In adults, the mean BMI in the Taiwan group was similar to international adults with Rett, but was mostly underweight and normal, compared to a broader range in the international group.

Growth patterns

Taiwanese patients showed three distinct growth patterns, including 13 with severe growth deficit, 16 with moderate growth deficit, and 14 with mild growth deficits. 

Most of the study group had adequate protein (97.37%) and energy (58.97%) intake, but fiber intake was generally low, with 38 (97.4%) individuals not meeting daily reference intake (DRI).  

Carbohydrate intake was adequate in the majority, with 33 (84.62%) individuals exceeding the recommended dietary allowance. Excessive fat intake was reported for 26 (66.67%), and saturated fat intake was found in 19 (52.78%).

In participants 18 and younger, the team found statistically significant differences in protein intake among different growth deficit groups. Those with mild growth deficits had a mean protein intake of 14.89% DRI, whereas patients with moderate deficits had 10.75% DRI and 5.42% DRI for severe growth deficits. 

Statistical analysis showed protein intake was significantly lower in young Rett individuals with severe growth deficit than those with mild growth deficit. Although not statistically significant, energy intake tended to be lower in the severe growth group than the mild and moderate growth groups. The team saw no differences between growth groups in respect to carbohydrate, fat, and fiber intake.

In adults with Rett, the results showed no difference in protein, energy, carbohydrate, fat, and fiber intake among the different growth deficit groups.

The overall dystonia score was not associated with the degree of growth deficit. However, dystonia in the trunk region was linked to the degree of growth deficit. Further analysis found hand-use impairment to be significantly associated with a more severe growth deficit. 

“Although all individuals had dystonia at certain variable degrees and the dystonia worsened with age, but it did not have significant impact on growth deficit,” the investigators wrote.

Overall disease severity, age of regression, walking ability and language skills all correlated with the degree of growth deficit.

A final examination of mutations and growth deficits found that Rett patients who carry an A131D mutation generally showed mild growth deficits, whereas R133C, R294X, and C-terminal deletions (shorter protein) were associated with mild and moderate growth deficit and clinical severity. 

Patients with R255X and R168X mutations showed variable degrees of growth deficit, ranging from mild to severe, while T158M and R106W mutations correlated with moderate-to-severe growth impairment, and had moderate-to-severe clinical severity. 

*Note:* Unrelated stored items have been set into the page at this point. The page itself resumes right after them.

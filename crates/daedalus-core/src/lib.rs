//! # Daedalus Core
//!
//! Core types shared by every stage of the Daedalus operation pipeline.
//!
//! - [`OperationSpec`] - the per-operation slice of an OpenAPI document
//! - [`RequestContext`] - per-request state flowing through the pipeline
//! - [`ResponseWriter`] / [`HandlerResult`] - response construction
//! - [`Outcome`] - the value a handler (or stage) hands back up the chain
//! - [`PipelineError`] / [`BuildError`] - request-time and build-time errors
//! - [`OperationHandler`] - the trait operation handlers implement

#![doc(html_root_url = "https://docs.rs/daedalus-core/0.1.0")]
#![warn(missing_docs)]
#![forbid(unsafe_code)]

mod context;
mod error;
mod handler;
pub mod media_type;
pub mod operation;
mod outcome;
pub mod request;
mod response;

pub use context::{RequestContext, RequestDataKey, RequestId, REQUEST_ID_HEADER};
pub use error::{
    BoxError, BuildError, ErrorCategory, ErrorDetail, ErrorEnvelope, PipelineError,
    PipelineResult,
};
pub use handler::{handler_fn, Arguments, BoxFuture, FnHandler, OperationHandler};
pub use operation::{
    ArgumentBinding, MediaTypeSpec, OperationSpec, OperationSpecBuilder, ParameterLocation,
    ParameterSpec, RequestBodySpec, SecurityRequirement,
};
pub use outcome::Outcome;
pub use request::{Cookies, PathParams, QueryParams, Request, Response};
pub use response::{HandlerResult, ResponseWriter, SameSite, SetCookie};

“This indicates that individuals with genotypes [genetic profiles] of milder clinical severities were associated with milder growth deficit, while genotypes with more severities were associated with more pronounced growth deficit,” the team wrote. 

“Nutritional intakes may partially affect growth,” the scientists added. “Furthermore, ethnicity should be considered when comparing RTT individuals’ growth pattern to the RTT‐specific growth chart.”

“Intervention strategy to improve growth should be individualized in terms of nutrition intake and treatment of comorbidity [co-existing conditions] such as dystonia,” the team concluded.